Adams called Black people "a hate group," and advised white people to "get the hell away from Black people" in a recent video blog

Master persuader Scott Adams master persuades a bunch of newspapers to drop Dilbert via race comments
Scott Adams and his large son Dilbert in 1998 Photo: MICHAEL MACOR/The San Francisco Chronicle via Getty Images

When it comes to the now-thriving market of Blowing Up Your Own Meal Ticket By Talking When Silence Would Have Not Only Sufficed, But Been Preferred, Dilbert creator Scott Adams has always been a visionary. From the earliest days of the internet—when his regular blogs would, free of the guiding hands of editors or publishers trying not to Fuck Up The Money, dip into a variety of increasingly wretched topics—Adams has made a second job out of trying to remind people that the guy who writes Cathy comics for nerdy engineering types was filled to the brim with loud, bad ideas.

Now that hard work finally seems to be paying off, as multiple papers owned by mass media firm Advance Publications have decided to drop the strip, after Adams (a self-described “master persuader”) master persuaded them into running a gray box instead of his comic strip with a recent rant in which he called Black people “a hate group” on his online show Real Coffee With Scott Adams.
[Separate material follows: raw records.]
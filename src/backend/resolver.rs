//! Static resource resolution
//!
//! Maps a resource name to a readable byte stream, or to nothing when the
//! resource does not exist.

use std::future::Future;
use std::io;
use std::path::{Path, PathBuf};

use tokio::io::AsyncRead;

/// A resolved resource ready to stream.
pub struct Resource {
    /// Name the resource was resolved from; its extension picks the content type
    pub name: String,
    pub body: Box<dyn AsyncRead + Send + Unpin>,
}

/// Looks up static resources by name.
pub trait ResourceResolver: Send + Sync + 'static {
    /// Returns `Ok(None)` when no resource has this name.
    fn resolve(&self, name: &str) -> impl Future<Output = io::Result<Option<Resource>>> + Send;
}

/// Serves files from a directory on disk.
#[derive(Debug, Clone)]
pub struct StaticDir {
    root: PathBuf,
}

impl StaticDir {
    pub fn new(root: impl Into<PathBuf>) -> Self {
        Self { root: root.into() }
    }

    pub fn root(&self) -> &Path {
        &self.root
    }
}

impl ResourceResolver for StaticDir {
    async fn resolve(&self, name: &str) -> io::Result<Option<Resource>> {
        let path = self.root.join(name);

        match tokio::fs::File::open(&path).await {
            Ok(file) => Ok(Some(Resource {
                name: name.to_string(),
                body: Box::new(file),
            })),
            Err(e) if e.kind() == io::ErrorKind::NotFound => Ok(None),
            Err(e) => Err(e),
        }
    }
}
//! Request handlers.
//!
//! - **`resource`**: GET, serves the index resource or 404
//! - **`command`**: POST, runs the body through the command channel and
//!   returns the result as JSON

pub mod command;
pub mod resource;

use std::sync::Arc;

use bytes::Bytes;

use crate::backend::channel::CommandChannel;
use crate::backend::resolver::ResourceResolver;
use crate::config::LimitsConfig;
use crate::http::response::Response;

/// Collaborators and limits shared by every connection.
pub struct Handlers<R, C> {
    resolver: R,
    channel: Arc<C>,
    index: String,
    limits: LimitsConfig,
}

impl<R, C> Handlers<R, C>
where
    R: ResourceResolver,
    C: CommandChannel,
{
    pub fn new(resolver: R, channel: C, index: impl Into<String>, limits: LimitsConfig) -> Self {
        Self {
            resolver,
            channel: Arc::new(channel),
            index: index.into(),
            limits,
        }
    }

    pub fn limits(&self) -> &LimitsConfig {
        &self.limits
    }

    pub async fn get(&self, target: &str) -> Response {
        resource::respond(&self.resolver, target, &self.index).await
    }

    pub async fn post(&self, payload: Bytes) -> Response {
        command::respond(
            Arc::clone(&self.channel),
            payload,
            self.limits.max_response_bytes,
        )
        .await
    }
}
Per Variety, the papers dropping the strip include Advance papers in Michigan, New York, Pennsylvania, New Jersey, Alabama, Massachusetts, Oregon, and Ohio, with Cleveland’s Plain Dealer publishing a letter from the editor announcing that it was dropping the strip. “This is not a difficult decision,” editor Chris Quinn opens with, brutally, declaring Adams’ comments “a racist rant.”

As we generally prefer to spend a little time as possible in our human lives contemplating the mind of The Dilbert Man, we aren’t going to delve too deep into Adams’ comments. You can read the Plain Dealer description, or watch the video yourself, if so inclined; we will note that he was apparently incensed by a poll in which a large percentage of Black people polled expressed unhappiness with the phrase “It’s okay to be white,” which has been adopted by various hate groups after originating as a 4chan trolling project a few years back. The internet: It has a history, of a sort.

According to The Daily Beast, Adams posted a video online today in which he declared himself, with more literalness than people bemoaning this term can usually cite, “cancelled.” (He also said, “If you’re making decisions for your own personal life, you can be as racist as you want,” which, y’know, sounds pretty bad out of context, but also, after watching the video, sounds terrible in context, so, there you go.)